Monday, June 4, 2012
Guest column: FCAT fails to allow dyslexics, disabled to use technology
Published: June 3, 2012
Click here to listen to the commentary.
By Davis W. Graham — Commentary (Bradenton.com)
As a person with the gift of Dyslexia, today I am thriving with text-to-speech technology that enables me to read at 340 to 510 words per minute. Not all the population has the ability to access such "free" tools.
Over and over again I hear stories of people who have dyslexia and other print "disabilities" and are still struggling. Their lives, like mine, could be changed with such Tools of Engagement.
Then I began to hear of lives and families who have been devastated by the FCAT and the lack of accommodations for those with print disabilities.
Did you know a child with the gift of dyslexia is not permitted to have assistive technology to help them in the reading portion of the FCAT?
High failure rate
The recently posted scores on the 10th-grade reading test show 81 percent of kids with disabilities failed. It is suspected that means about 80 percent of the students with specific learning disabilities failing -- compared to 73 percent last year.

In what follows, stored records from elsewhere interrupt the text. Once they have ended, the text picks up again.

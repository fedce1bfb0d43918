//! Read-only item commands: `list` and `changes`.

use super::{open_store, CliResult, OutputFormat};
use itemsync_core::{ChangeSet, Item, Version};
use std::path::Path;

/// Runs the list command.
pub fn list(path: &Path, owner: &str, format: OutputFormat) -> CliResult<()> {
    let store = open_store(path)?;
    let items = store.list(owner)?;

    match format {
        OutputFormat::Json => println!("{}", serde_json::to_string_pretty(&items)?),
        OutputFormat::Text => {
            print_items(&items);
            println!();
            println!("Total: {} items", items.len());
        }
    }
    Ok(())
}

/// Runs the changes command.
pub fn changes(path: &Path, owner: &str, since: u64, format: OutputFormat) -> CliResult<()> {
    let store = open_store(path)?;
    let changes = store.changes(owner, Version::new(since))?;

    match format {
        OutputFormat::Json => println!("{}", serde_json::to_string_pretty(&changes)?),
        OutputFormat::Text => print_changes(&changes, since),
    }
    Ok(())
}

fn print_changes(changes: &ChangeSet, since: u64) {
    if changes.is_empty() {
        println!("No changes after version {since}");
        return;
    }
    print_items(&changes.items);
    println!();
    println!(
        "{} changes, resume from version {}",
        changes.items.len(),
        changes.latest_version
    );
}

fn print_items(items: &[Item]) {
    println!(
        "{:>8}  {:<24}  {:<12}  {:<7}  {}",
        "VERSION", "ID", "KIND", "STATE", "TITLE"
    );
    for item in items {
        let state = if item.deleted { "deleted" } else { "live" };
        println!(
            "{:>8}  {:<24}  {:<12}  {:<7}  {}",
            item.version, item.id, item.kind, state, item.title
        );
    }
}
//! Journal appends.

use super::reader::{JournalReader, JournalScan};
use super::record::JournalRecord;
use crate::error::{SyncError, SyncResult};
use itemsync_storage::StorageBackend;

/// Position of a frame written by [`Journal::append`].
#[derive(Debug, Clone, Copy, PartialEq, Eq)]
pub struct AppendedFrame {
    /// Offset of the first byte.
    pub offset: u64,
    /// Frame length in bytes.
    pub len: u64,
}

/// The append side of the commit journal.
///
/// Not internally synchronized: the store keeps the journal behind its write
/// lock, so holding `&mut Journal` is holding the right to commit.
pub struct Journal {
    backend: Box<dyn StorageBackend>,
    sync_on_commit: bool,
}

impl Journal {
    /// Wraps a backend.
    pub fn new(backend: Box<dyn StorageBackend>, sync_on_commit: bool) -> Self {
        Self {
            backend,
            sync_on_commit,
        }
    }

    /// Appends one record as a single frame and makes it durable.
    ///
    /// A failed append leaves the journal exactly as it was: whatever part of
    /// the frame reached the backend is truncated away before the error is
    /// returned.
    ///
    /// # Errors
    ///
    /// Returns the storage error that failed the append, or
    /// [`SyncError::Invariant`] if the partial frame could not be removed
    /// either (the journal then ends in a torn frame that the next open will
    /// discard).
    pub fn append(&mut self, record: &JournalRecord) -> SyncResult<AppendedFrame> {
        let frame = record.encode_frame()?;
        let before = self.backend.size()?;

        match self.write_frame(&frame) {
            Ok(offset) => Ok(AppendedFrame {
                offset,
                len: frame.len() as u64,
            }),
            Err(err) => {
                if let Err(rollback) = self.backend.truncate(before) {
                    tracing::error!(
                        offset = before,
                        error = %rollback,
                        "failed to remove partial journal frame"
                    );
                    return Err(SyncError::invariant(format!(
                        "append failed ({err}) and rollback to offset {before} failed ({rollback})"
                    )));
                }
                tracing::warn!(offset = before, error = %err, "journal append rolled back");
                Err(err)
            }
        }
    }

    fn write_frame(&mut self, frame: &[u8]) -> SyncResult<u64> {
        let offset = self.backend.append(frame)?;
        if self.sync_on_commit {
            self.backend.sync()?;
        } else {
            self.backend.flush()?;
        }
        Ok(offset)
    }

    /// Current journal length in bytes.
    ///
    /// # Errors
    ///
    /// Fails if the backend cannot report its size.
    pub fn size(&self) -> SyncResult<u64> {
        Ok(self.backend.size()?)
    }

    /// Cuts the journal back to `len` bytes.
    ///
    /// Used by recovery to drop a torn tail.
    ///
    /// # Errors
    ///
    /// Fails if `len` is past the end or the backend cannot truncate.
    pub fn truncate(&mut self, len: u64) -> SyncResult<()> {
        self.backend.truncate(len)?;
        Ok(())
    }

    /// Reads every complete frame.
    ///
    /// # Errors
    ///
    /// Fails on the first corrupt frame.
    pub fn scan(&self) -> SyncResult<JournalScan> {
        JournalScan::read(self.backend.as_ref())
    }

    /// A streaming reader from the start of the journal.
    ///
    /// # Errors
    ///
    /// Fails if the backend size cannot be read.
    pub fn reader(&self) -> SyncResult<JournalReader<'_>> {
        JournalReader::new(self.backend.as_ref())
    }

    /// Whether appends are fsynced.
    #[must_use]
    pub fn sync_on_commit(&self) -> bool {
        self.sync_on_commit
    }
}

impl std::fmt::Debug for Journal {
    fn fmt(&self, f: &mut std::fmt::Formatter<'_>) -> std::fmt::Result {
        f.debug_struct("Journal")
            .field("sync_on_commit", &self.sync_on_commit)
            .finish_non_exhaustive()
    }
}

#[cfg(test)]
mod tests {
    use super::*;
    use crate::journal::record::InitRecord;
    use crate::types::{Timestamp, Version};
    use itemsync_storage::{InMemoryBackend, StorageError, StorageResult};
    use std::io;

    fn init() -> JournalRecord {
        JournalRecord::Init(InitRecord {
            latest_version: Version::ZERO,
            created_at: Timestamp::from_millis(1),
        })
    }

    #[test]
    fn appends_are_sequential() {
        let mut journal = Journal::new(Box::new(InMemoryBackend::new()), true);
        let first = journal.append(&init()).unwrap();
        let second = journal.append(&init()).unwrap();

        assert_eq!(first.offset, 0);
        assert_eq!(second.offset, first.len);
        assert_eq!(journal.size().unwrap(), first.len + second.len);
        assert_eq!(journal.scan().unwrap().frames.len(), 2);
    }

    /// Writes half of every frame, then fails on sync.
    struct HalfWriteBackend {
        inner: InMemoryBackend,
    }

    impl StorageBackend for HalfWriteBackend {
        fn read_at(&self, offset: u64, len: usize) -> StorageResult<Vec<u8>> {
            self.inner.read_at(offset, len)
        }
        fn append(&mut self, data: &[u8]) -> StorageResult<u64> {
            self.inner.append(&data[..data.len() / 2])
        }
        fn flush(&mut self) -> StorageResult<()> {
            Ok(())
        }
        fn sync(&mut self) -> StorageResult<()> {
            Err(io::Error::new(io::ErrorKind::Other, "disk went away").into())
        }
        fn size(&self) -> StorageResult<u64> {
            self.inner.size()
        }
        fn truncate(&mut self, new_size: u64) -> StorageResult<()> {
            self.inner.truncate(new_size)
        }
    }

    #[test]
    fn failed_append_is_rolled_back() {
        let backend = HalfWriteBackend {
            inner: InMemoryBackend::new(),
        };
        let mut journal = Journal::new(Box::new(backend), true);

        let err = journal.append(&init()).unwrap_err();
        assert!(matches!(err, SyncError::Storage(StorageError::Io(_))));
        assert!(err.is_retryable());
        assert_eq!(journal.size().unwrap(), 0);
    }

    #[test]
    fn flush_only_mode() {
        let journal = Journal::new(Box::new(InMemoryBackend::new()), false);
        assert!(!journal.sync_on_commit());
    }
}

Once they fail this test, they are then set on a path of lifelong struggles centered on this one failure, one of which I have endured.
The cost of funding this failure is enormous. We have increased populations in juvenile detention. Some 30 to 50 percent of juvenile detainees have a reading disability.
Even if the person is not in a correctional facility, the knowledge of failure can lead to addictions which numb the present to forget the past. The list goes on.
Our test-based education system not being held to American Disabilities Act standards is blatant discrimination. ADA is required in almost every other facet in our lives.
This is the beginning of a child's life in the education system and hence begins an intelligent life being measured and changed by a discriminatory test.
It is said there is a 16-year-old who is still in middle school because of failure to pass the FCAT. If not for a counselor's intervention, a woman who has been sight impaired since age 13 would not have been allowed to graduate from high school because she did not pass FCAT -- even though she was in the top 10 percent of her class.
Technology bridges gap
People with dyslexia or other print disability are living in a technical dream-come-true world which can equip the 10 to 20 percent of those who have dyslexia with tools such as Balabolka, Readplease, Xmind (note taking tool), Read2Go and Bookshare.org -- which will change their future outlook.
This technology has bridged the gap, but for this technology not to be allowed in today's educational journey -- such as the FCAT -- then our education system is living in a two-faced world.
When a building is built today, it is required by law to have ADA-compliant restrooms. A person in a building that does not have an ADA restroom may be put at a temporary disadvantage. Because the FCAT does not accommodate a person with a print disability, that mars the person and family for life.
We are on the edge of the digital age where we can power up all students by advocating technology, but as it stands we are asking students in some academic settings to "power down."
Davis W. Graham, is the executive director and CFO of Manatee Diagnostic Center in Bradenton.